最新消息:20210816 当前crifan.com域名已被污染,为防止失联,请关注(页面右下角的)公众号

【已解决】PySpider中PyQuery如何匹配某个元素中多个属性值

ID crifan 3917浏览 0评论
折腾:
【未解决】用Python爬取汽车之家的车型车系详细数据
期间,希望对于:
<dl id="33" olr="6">

<dl id="34" olr="65">
。。。
能用PyQuery去匹配到:
dl,的id属性和orl属性
最好能用正则类的写法 \d+
实在没有也可以支持 id*=”” 之类的写法
以及 同时能指定2个属性:id和olr
目前写成:
dlListDoc = response.doc('dl[id and orl]').items()
结果报错:
[E 200816 09:47:57 base_handler:203] Operator expected, got <IDENT 'and' at 6>
    Traceback (most recent call last):
      File "/Users/crifan/.pyenv/versions/3.6.6/lib/python3.6/site-packages/pyspider/libs/base_handler.py", line 196, in run_task
        result = self._run_task(task, response)

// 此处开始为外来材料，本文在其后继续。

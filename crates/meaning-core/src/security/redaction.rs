//! Keyword matching for the blocking narrative stages.
//!
//! Terms match case-insensitively when they are not flanked by a letter or digit, so
//! `orion` matches "Orion", "orion_prototype" and "deep-orion.v2" but not "orionid".
//! Used by the ethics filter (forbidden terms) and the gatekeeper (mission-profile
//! confidential keywords).

use regex::Regex;
use std::fs;
use std::io::BufRead;
use std::path::Path;
use tracing::warn;

/// Placeholder used in place of a blocked narrative.
pub const DEFAULT_REDACTION_MARKER: &str = "[REDACTED]";

#[derive(Debug, Clone, Default)]
pub struct KeywordRedactor {
    terms: Vec<String>,
    /// Case-insensitive alternation of all terms; boundaries are checked per match.
    pattern: Option<Regex>,
}

fn is_boundary(c: Option<char>) -> bool {
    c.map_or(true, |c| !c.is_alphanumeric())
}

impl KeywordRedactor {
    pub fn from_terms<I, S>(terms: I) -> Self
    where
        I: IntoIterator<Item = S>,
        S: AsRef<str>,
    {
        let terms: Vec<String> = terms
            .into_iter()
            .map(|t| t.as_ref().trim().to_string())
            .filter(|t| !t.is_empty())
            .collect();
        let pattern = if terms.is_empty() {
            None
        } else {
            // Longest first; alternation is leftmost-first.
            let mut ordered: Vec<&String> = terms.iter().collect();
            ordered.sort_by_key(|t| std::cmp::Reverse(t.len()));
            let alternation = ordered
                .iter()
                .map(|t| regex::escape(t))
                .collect::<Vec<_>>()
                .join("|");
            match Regex::new(&format!(r"(?i)(?:{})", alternation)) {
                Ok(r) => Some(r),
                Err(e) => {
                    warn!(target: "meaning::narrative", error = %e, "Keyword pattern failed to compile");
                    None
                }
            }
        };
        Self { terms, pattern }
    }

    pub fn terms(&self) -> &[String] {
        &self.terms
    }

    pub fn is_active(&self) -> bool {
        self.pattern.is_some()
    }

    /// Distinct matched terms, lowercased, in order of first appearance.
    pub fn find_matches(&self, text: &str) -> Vec<String> {
        let Some(pattern) = &self.pattern else {
            return Vec::new();
        };
        let mut out: Vec<String> = Vec::new();
        let mut start = 0;
        while start <= text.len() {
            let Some(m) = pattern.find_at(text, start) else {
                break;
            };
            let before = text[..m.start()].chars().next_back();
            let after = text[m.end()..].chars().next();
            if is_boundary(before) && is_boundary(after) {
                let hit = m.as_str().to_lowercase();
                if !out.contains(&hit) {
                    out.push(hit);
                }
                start = m.end().max(m.start() + 1);
            } else {
                // Retry one character later so a shorter term inside this match is not missed.
                start = m.start() + text[m.start()..].chars().next().map_or(1, char::len_utf8);
            }
        }
        out
    }
}

/// Read terms from a file (one per line; blank lines and `#` comments ignored).
/// A missing file yields no terms.
pub fn read_terms(path: &Path) -> std::io::Result<Vec<String>> {
    if !path.exists() {
        return Ok(Vec::new());
    }
    let f = fs::File::open(path)?;
    let mut terms = Vec::new();
    for line in std::io::BufReader::new(f).lines() {
        let line = line?;
        let line = line.trim();
        if line.is_empty() || line.starts_with('#') {
            continue;
        }
        terms.push(line.to_string());
    }
    Ok(terms)
}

      File "/Users/crifan/.pyenv/versions/3.6.6/lib/python3.6/site-packages/pyspider/libs/base_handler.py", line 176, in _run_task
        return self._run_func(function, response, task)
      File "/Users/crifan/.pyenv/versions/3.6.6/lib/python3.6/site-packages/pyspider/libs/base_handler.py", line 155, in _run_func
        ret = function(*arguments[:len(args) - 1])

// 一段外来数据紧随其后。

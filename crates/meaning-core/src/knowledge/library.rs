//! Library of previously processed meaning vectors.

use crate::error::MeaningResult;
use crate::files;
use crate::vector::FeatureVector;
use serde::{Deserialize, Serialize};
use std::path::Path;
use tracing::info;

#[derive(Debug, Clone, PartialEq, Serialize, Deserialize)]
pub struct LibraryEntry {
    pub id: String,
    pub meaning_vector: Vec<f64>,
    #[serde(default, skip_serializing_if = "Option::is_none")]
    pub layer: Option<String>,
}

impl LibraryEntry {
    pub fn new(id: &str, meaning_vector: Vec<f64>) -> Self {
        Self {
            id: id.to_string(),
            meaning_vector,
            layer: None,
        }
    }

    pub fn from_vector(id: &str, vector: &FeatureVector) -> Self {
        Self::new(id, vector.values().to_vec())
    }
}

/// Stored vectors in file order. Shape is checked at comparison time, not here.
#[derive(Debug, Clone, Default)]
pub struct VectorLibrary {
    entries: Vec<LibraryEntry>,
}

impl VectorLibrary {
    pub fn new(entries: Vec<LibraryEntry>) -> Self {
        Self { entries }
    }

    pub fn load(path: &Path) -> MeaningResult<Self> {
        let entries: Vec<LibraryEntry> = files::read_definition(path)?;
        info!(target: "meaning::matcher", path = %path.display(), entries = entries.len(), "Loaded vector library");
        Ok(Self { entries })
    }

    pub fn entries(&self) -> &[LibraryEntry] {
        &self.entries
    }

    pub fn len(&self) -> usize {
        self.entries.len()
    }

    pub fn is_empty(&self) -> bool {
        self.entries.is_empty()
    }

    pub fn get(&self, id: &str) -> Option<&LibraryEntry> {
        self.entries.iter().find(|e| e.id == id)
    }
}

      File "<autohome_20200814>", line 75, in gradCarHtmlPage
      File "/Users/crifan/.pyenv/versions/3.6.6/lib/python3.6/site-packages/pyquery/pyquery.py", line 300, in __call__
        result = self._copy(*args, parent=self, **kwargs)
      File "/Users/crifan/.pyenv/versions/3.6.6/lib/python3.6/site-packages/pyquery/pyquery.py", line 286, in _copy
        return self.__class__(*args, **kwargs)

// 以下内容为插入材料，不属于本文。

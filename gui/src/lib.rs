pub mod state;

use iced::widget::{
    button, column, container, pick_list, progress_bar, radio, row, scrollable, text,
    text_input, Column,
};
use iced::{Alignment, Command, Element, Length, Theme};
use influmatch_core::{
    AnalysisResult, Brand, InfluencerMatch, Locale, ProfileData, RecoveryResult, Text, Ticket,
};
use match_client::MatchClient;
use std::sync::Arc;
use tracing::info;

pub use state::{AnalysisPanel, Effect, MatchView, ProfilePanel, ScoreBar, ScoreCard, UploadDialog};

#[derive(Debug, Clone, Copy, PartialEq, Eq)]
pub enum UploadKind {
    Brand,
    Influencer,
}

impl UploadKind {
    pub fn label(self, locale: Locale) -> &'static str {
        let text = match self {
            UploadKind::Brand => Text::BrandKind,
            UploadKind::Influencer => Text::InfluencerKind,
        };
        text.in_locale(locale)
    }
}

#[derive(Debug, Clone)]
pub enum Message {
    BrandsLoaded(Ticket, RecoveryResult<Vec<Brand>>),
    BrandSelected(String),
    MatchesLoaded(Ticket, RecoveryResult<Vec<InfluencerMatch>>),
    NextInfluencer,
    PreviousInfluencer,
    OpenAnalysis,
    Reanalyze,
    AnalysisLoaded(Ticket, RecoveryResult<AnalysisResult>),
    CloseAnalysis,
    OpenProfile,
    ProfileLoaded(Ticket, RecoveryResult<ProfileData>),
    CloseProfile,
    OpenUpload,
    UploadKindChosen(UploadKind),
    UploadNameChanged(String),
    SubmitUpload,
    CancelUpload,
    UploadFinished(UploadKind, RecoveryResult<()>),
    DismissNotice,
}

pub struct App {
    view: MatchView,
    client: Arc<MatchClient>,
}

impl App {
    pub fn new(client: Arc<MatchClient>) -> (Self, Command<Message>) {
        let (view, effects) = MatchView::new(client.locale());
        let app = Self { view, client };
        let command = app.run_effects(effects);
        (app, command)
    }

    pub fn state(&self) -> &MatchView {
        &self.view
    }

    pub fn update(&mut self, message: Message) -> Command<Message> {
        let effects = self.view.update(message);
        self.run_effects(effects)
    }

    fn run_effects(&self, effects: Vec<Effect>) -> Command<Message> {
        Command::batch(effects.into_iter().map(|effect| self.perform(effect)))
    }

    fn perform(&self, effect: Effect) -> Command<Message> {
        let client = self.client.clone();
        match effect {
            Effect::LoadBrands { ticket } => Command::perform(
                async move { client.list_brands().await },
                move |result| Message::BrandsLoaded(ticket, result),
            ),
            Effect::MatchInfluencers { brand_name, ticket } => Command::perform(
                async move { client.match_influencers(&brand_name).await },
                move |result| Message::MatchesLoaded(ticket, result),
            ),
            Effect::AnalyzeMatch {
                influencer_name,
                brand_name,
                ticket,
            } => Command::perform(
                async move { client.analyze_match(&influencer_name, &brand_name).await },
                move |result| Message::AnalysisLoaded(ticket, result),
            ),
            Effect::LoadProfile {
                influencer_name,
                ticket,
            } => Command::perform(
                async move { client.fetch_influencer_analysis(&influencer_name).await },
                move |result| Message::ProfileLoaded(ticket, result),
            ),
            Effect::AnalyzeBrand { brand_name } => {
                info!("Submitting brand for analysis: {}", brand_name);
                Command::perform(
                    async move { client.analyze_brand(&brand_name).await },
                    |result| Message::UploadFinished(UploadKind::Brand, result),
                )
            }
            Effect::AnalyzeInfluencer { influencer_name } => {
                info!("Submitting influencer for analysis: {}", influencer_name);
                Command::perform(
                    async move { client.analyze_influencer(&influencer_name).await },
                    |result| Message::UploadFinished(UploadKind::Influencer, result),
                )
            }
        }
    }

    pub fn view(&self) -> Element<Message, Theme> {
        let locale = self.view.locale();
        let title: Element<Message, Theme> =
            text(Text::AppTitle.in_locale(locale)).size(24).into();

        let brand_picker: Element<Message, Theme> = if self.view.brands_loading() {
            text(Text::LoadingBrands.in_locale(locale)).size(14).into()
        } else {
            row![
                pick_list(
                    self.view.brand_names(),
                    self.view.selected_brand().map(str::to_string),
                    Message::BrandSelected,
                )
                .placeholder(Text::SelectBrand.in_locale(locale)),
                button(Text::OpenUpload.in_locale(locale)).on_press(Message::OpenUpload),
            ]
            .spacing(10)
            .align_items(Alignment::Center)
            .into()
        };

        let mut page = Column::new().spacing(20).push(title).push(brand_picker);

        if let Some(notice) = self.view.notice() {
            page = page.push(
                row![
                    text(&notice.message).size(14),
                    button(Text::Dismiss.in_locale(locale)).on_press(Message::DismissNotice),
                ]
                .spacing(10)
                .align_items(Alignment::Center),
            );
        }

        if let Some(dialog) = self.view.upload() {
            page = page.push(self.upload_view(dialog));
        }

        page = page.push(self.carousel_view());

        if let Some(panel) = self.view.analysis() {
            page = page.push(analysis_view(panel, locale));
        }
        if let Some(panel) = self.view.profile() {
            page = page.push(profile_view(panel, locale));
        }

        container(scrollable(page))
            .width(Length::Fill)
            .height(Length::Fill)
            .padding(20)
            .into()
    }

    fn carousel_view(&self) -> Element<Message, Theme> {
        let locale = self.view.locale();
        if self.view.matches_loading() {
            return text(Text::FindingMatches.in_locale(locale)).size(16).into();
        }
        if self.view.selected_brand().is_none() {
            return text(Text::PickBrandPrompt.in_locale(locale)).size(16).into();
        }

        let Some(card) = self.view.score_card() else {
            return text(Text::NoMatches.in_locale(locale)).size(16).into();
        };

        let mut bars = Column::new().spacing(8);
        for bar in &card.bars {
            bars = bars.push(
                row![
                    text(bar.label).width(Length::Fixed(140.0)),
                    progress_bar(0.0..=100.0, bar.fill_percent as f32).height(Length::Fixed(12.0)),
                    text(bar.value_text.clone()).width(Length::Fixed(60.0)),
                ]
                .spacing(10)
                .align_items(Alignment::Center),
            );
        }

        let position = format!(
            "{} / {}",
            self.view.current_index() + 1,
            self.view.matches().len()
        );

        let mut header = column![
            text(card.influencer.clone()).size(20),
            text(format!(
                "{}: {}",
                Text::MatchScore.in_locale(locale),
                card.score_text
            )).size(16),
        ]
        .spacing(4);
        if let Some(category) = &card.category {
            header = header.push(text(category.clone()).size(12));
        }

        container(
            column![
                header,
                bars,
                row![
                    button("<").on_press(Message::PreviousInfluencer),
                    text(position),
                    button(">").on_press(Message::NextInfluencer),
                    button(Text::AnalyzeMatch.in_locale(locale)).on_press(Message::OpenAnalysis),
                    button(Text::ShowProfile.in_locale(locale)).on_press(Message::OpenProfile),
                ]
                .spacing(10)
                .align_items(Alignment::Center),
            ]
            .spacing(15),
        )
        .padding(10)
        .into()
    }

    fn upload_view(&self, dialog: &UploadDialog) -> Element<Message, Theme> {
        let locale = self.view.locale();
        let kinds = row![
            radio(
                UploadKind::Brand.label(locale),
                UploadKind::Brand,
                dialog.kind,
                Message::UploadKindChosen,
            ),
            radio(
                UploadKind::Influencer.label(locale),
                UploadKind::Influencer,
                dialog.kind,
                Message::UploadKindChosen,
            ),
        ]
        .spacing(20);

        let mut content = column![text(Text::UploadTitle.in_locale(locale)).size(18), kinds].spacing(10);

        if dialog.kind.is_some() {
            content = content.push(
                text_input(Text::NameField.in_locale(locale), &dialog.name)
                    .on_input(Message::UploadNameChanged)
                    .on_submit(Message::SubmitUpload),
            );
        }

        let submit = button(Text::Submit.in_locale(locale));
        let submit = if dialog.kind.is_some() {
            submit.on_press(Message::SubmitUpload)
        } else {
            submit
        };

        container(
            content.push(
                row![
                    submit,
                    button(Text::Cancel.in_locale(locale)).on_press(Message::CancelUpload)
                ].spacing(10),
            ),
        )
        .padding(10)
        .into()
    }
}

fn analysis_view(panel: &AnalysisPanel, locale: Locale) -> Element<'_, Message, Theme> {
    let heading = text(format!(
        "{} x {}",
        panel.influencer_name, panel.brand_name
    ))
    .size(18);

    let body: Element<Message, Theme> = if panel.loading {
        text(Text::Analyzing.in_locale(locale)).into()
    } else if let Some(result) = &panel.result {
        column![
            section(Text::StrengthsHeading.in_locale(locale), &result.influencer_strengths),
            section(Text::ContentStyleHeading.in_locale(locale), &result.content_style),
            section(Text::CompatibilityHeading.in_locale(locale), &result.brand_compatibility),
            section(Text::CampaignHeading.in_locale(locale), &result.campaign_suitability),
            section(
                Text::RecommendationsHeading.in_locale(locale),
                &result.strategic_recommendations
            ),
        ]
        .spacing(10)
        .into()
    } else if let Some(error) = &panel.error {
        text(&error.message).into()
    } else {
        text(Text::NoAnalysis.in_locale(locale)).into()
    };

    let mut actions =
        row![button(Text::Close.in_locale(locale)).on_press(Message::CloseAnalysis)].spacing(10);
    if !panel.loading {
        actions =
            actions.push(button(Text::AnalyzeAgain.in_locale(locale)).on_press(Message::Reanalyze));
    }

    container(column![heading, body, actions].spacing(10))
        .padding(10)
        .into()
}

/// Shows whatever profile data is at hand, even while a fresher copy loads.
fn profile_view(panel: &ProfilePanel, locale: Locale) -> Element<'_, Message, Theme> {
    let body: Element<Message, Theme> = match &panel.data {
        Some(data) => column![
            section(Text::ContentHeading.in_locale(locale), &data.type_of_content),
            section(Text::AudienceHeading.in_locale(locale), &data.target_audience),
            section(Text::PositioningAxis.in_locale(locale), &data.positioning),
            section(Text::PersonalityAxis.in_locale(locale), &data.personality),
            section(Text::VisionAxis.in_locale(locale), &data.vision),
        ]
        .spacing(10)
        .into(),
        None => text(Text::LoadingProfile.in_locale(locale)).into(),
    };

    container(
        column![
            text(&panel.influencer_name).size(18),
            body,
            button(Text::Close.in_locale(locale)).on_press(Message::CloseProfile),
        ]
        .spacing(10),
    )
    .padding(10)
    .into()
}

fn section<'a>(label: &'a str, value: &'a str) -> Element<'a, Message, Theme> {
    column![text(label).size(14), text(value).size(13)]
        .spacing(2)
        .into()
}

      File "/Users/crifan/.pyenv/versions/3.6.6/lib/python3.6/site-packages/pyquery/pyquery.py", line 271, in __init__
        xpath = self._css_to_xpath(selector)
      File "/Users/crifan/.pyenv/versions/3.6.6/lib/python3.6/site-packages/pyquery/pyquery.py", line 282, in _css_to_xpath
        return self._translator.css_to_xpath(selector, prefix)
      File "/Users/crifan/.pyenv/versions/3.6.6/lib/python3.6/site-packages/cssselect/xpath.py", line 192, in css_to_xpath
        for selector in parse(css))
      File "/Users/crifan/.pyenv/versions/3.6.6/lib/python3.6/site-packages/cssselect/parser.py", line 415, in parse
        return list(parse_selector_group(stream))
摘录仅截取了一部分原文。